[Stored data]
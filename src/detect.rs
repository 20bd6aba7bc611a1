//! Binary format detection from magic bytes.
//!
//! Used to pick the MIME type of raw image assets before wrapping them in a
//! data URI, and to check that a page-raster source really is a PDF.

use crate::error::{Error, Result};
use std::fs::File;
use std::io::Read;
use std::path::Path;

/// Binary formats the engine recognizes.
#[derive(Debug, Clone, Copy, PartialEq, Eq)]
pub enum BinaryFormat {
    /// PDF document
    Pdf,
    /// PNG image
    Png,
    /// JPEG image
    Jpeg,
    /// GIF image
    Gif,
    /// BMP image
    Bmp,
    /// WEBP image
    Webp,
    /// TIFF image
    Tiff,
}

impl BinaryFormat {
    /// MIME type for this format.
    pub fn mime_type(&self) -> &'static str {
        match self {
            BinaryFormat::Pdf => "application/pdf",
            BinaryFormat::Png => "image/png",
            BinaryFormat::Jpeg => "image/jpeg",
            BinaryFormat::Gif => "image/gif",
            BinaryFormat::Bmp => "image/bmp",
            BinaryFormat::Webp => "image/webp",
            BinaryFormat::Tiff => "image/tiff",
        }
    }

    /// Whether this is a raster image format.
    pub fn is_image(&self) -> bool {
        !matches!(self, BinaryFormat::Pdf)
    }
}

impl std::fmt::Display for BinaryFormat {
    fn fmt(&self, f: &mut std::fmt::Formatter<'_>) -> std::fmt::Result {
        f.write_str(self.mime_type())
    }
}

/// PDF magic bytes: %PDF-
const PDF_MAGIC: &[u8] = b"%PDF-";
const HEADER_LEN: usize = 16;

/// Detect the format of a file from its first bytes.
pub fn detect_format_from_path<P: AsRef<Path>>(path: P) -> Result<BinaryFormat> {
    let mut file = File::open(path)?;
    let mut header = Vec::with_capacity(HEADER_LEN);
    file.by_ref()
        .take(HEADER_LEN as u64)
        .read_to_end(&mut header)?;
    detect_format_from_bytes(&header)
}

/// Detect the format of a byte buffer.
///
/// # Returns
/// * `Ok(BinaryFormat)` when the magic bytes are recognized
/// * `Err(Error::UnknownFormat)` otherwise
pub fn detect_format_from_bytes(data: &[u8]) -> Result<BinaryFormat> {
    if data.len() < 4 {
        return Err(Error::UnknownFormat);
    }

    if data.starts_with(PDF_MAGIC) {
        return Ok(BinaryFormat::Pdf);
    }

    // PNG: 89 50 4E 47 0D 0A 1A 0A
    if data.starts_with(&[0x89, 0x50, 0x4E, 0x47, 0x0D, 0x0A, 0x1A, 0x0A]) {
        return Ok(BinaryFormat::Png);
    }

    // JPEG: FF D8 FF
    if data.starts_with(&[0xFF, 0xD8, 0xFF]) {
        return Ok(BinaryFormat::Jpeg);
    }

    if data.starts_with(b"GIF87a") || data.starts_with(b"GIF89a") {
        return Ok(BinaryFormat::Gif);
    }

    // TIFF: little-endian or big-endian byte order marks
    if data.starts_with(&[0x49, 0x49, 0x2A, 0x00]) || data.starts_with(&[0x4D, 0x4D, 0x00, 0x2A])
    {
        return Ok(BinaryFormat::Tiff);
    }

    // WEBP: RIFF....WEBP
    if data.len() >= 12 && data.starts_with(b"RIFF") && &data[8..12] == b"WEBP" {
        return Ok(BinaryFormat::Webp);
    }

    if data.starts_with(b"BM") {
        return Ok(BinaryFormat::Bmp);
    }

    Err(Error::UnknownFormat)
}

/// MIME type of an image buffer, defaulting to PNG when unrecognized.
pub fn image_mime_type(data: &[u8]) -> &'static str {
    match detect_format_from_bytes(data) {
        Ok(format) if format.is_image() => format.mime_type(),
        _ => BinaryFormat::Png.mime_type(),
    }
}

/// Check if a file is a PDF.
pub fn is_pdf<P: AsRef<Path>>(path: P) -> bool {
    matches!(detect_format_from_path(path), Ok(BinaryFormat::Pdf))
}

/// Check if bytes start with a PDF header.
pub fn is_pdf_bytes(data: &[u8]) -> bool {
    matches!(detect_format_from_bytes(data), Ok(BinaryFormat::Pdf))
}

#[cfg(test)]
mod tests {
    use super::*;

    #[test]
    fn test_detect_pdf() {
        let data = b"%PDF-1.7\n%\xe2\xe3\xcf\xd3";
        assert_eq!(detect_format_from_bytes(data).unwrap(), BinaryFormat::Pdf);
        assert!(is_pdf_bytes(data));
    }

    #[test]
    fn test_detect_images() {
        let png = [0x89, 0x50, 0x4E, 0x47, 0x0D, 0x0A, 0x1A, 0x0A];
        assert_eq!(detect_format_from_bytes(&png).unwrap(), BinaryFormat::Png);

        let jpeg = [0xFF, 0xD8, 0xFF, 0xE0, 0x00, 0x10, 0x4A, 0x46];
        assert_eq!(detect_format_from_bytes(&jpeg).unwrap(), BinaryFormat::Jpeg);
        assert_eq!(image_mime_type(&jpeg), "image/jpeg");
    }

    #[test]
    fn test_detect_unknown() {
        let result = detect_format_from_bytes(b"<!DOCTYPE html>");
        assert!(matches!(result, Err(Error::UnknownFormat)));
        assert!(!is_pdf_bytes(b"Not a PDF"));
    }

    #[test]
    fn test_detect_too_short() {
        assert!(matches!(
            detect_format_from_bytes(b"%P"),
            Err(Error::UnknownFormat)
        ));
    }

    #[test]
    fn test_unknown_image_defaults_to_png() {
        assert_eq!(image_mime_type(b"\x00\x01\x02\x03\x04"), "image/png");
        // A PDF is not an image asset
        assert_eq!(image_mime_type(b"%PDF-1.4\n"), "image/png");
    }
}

* What is expected:
Restate word for word only the lines above from the line containing "let mut file = File::open(path)?;" to the line containing "bytes are recognized", both of them included.

* Response area:
    let mut file = File::open(path)?;
    let mut header = Vec::with_capacity(HEADER_LEN);
    file.by_ref()
        .take(HEADER_LEN as u64)
        .read_to_end(&mut header)?;
    detect_format_from_bytes(&header)
}

/// Detect the format of a byte buffer.
///
/// # Returns
/// * `Ok(BinaryFormat)` when the magic bytes are recognized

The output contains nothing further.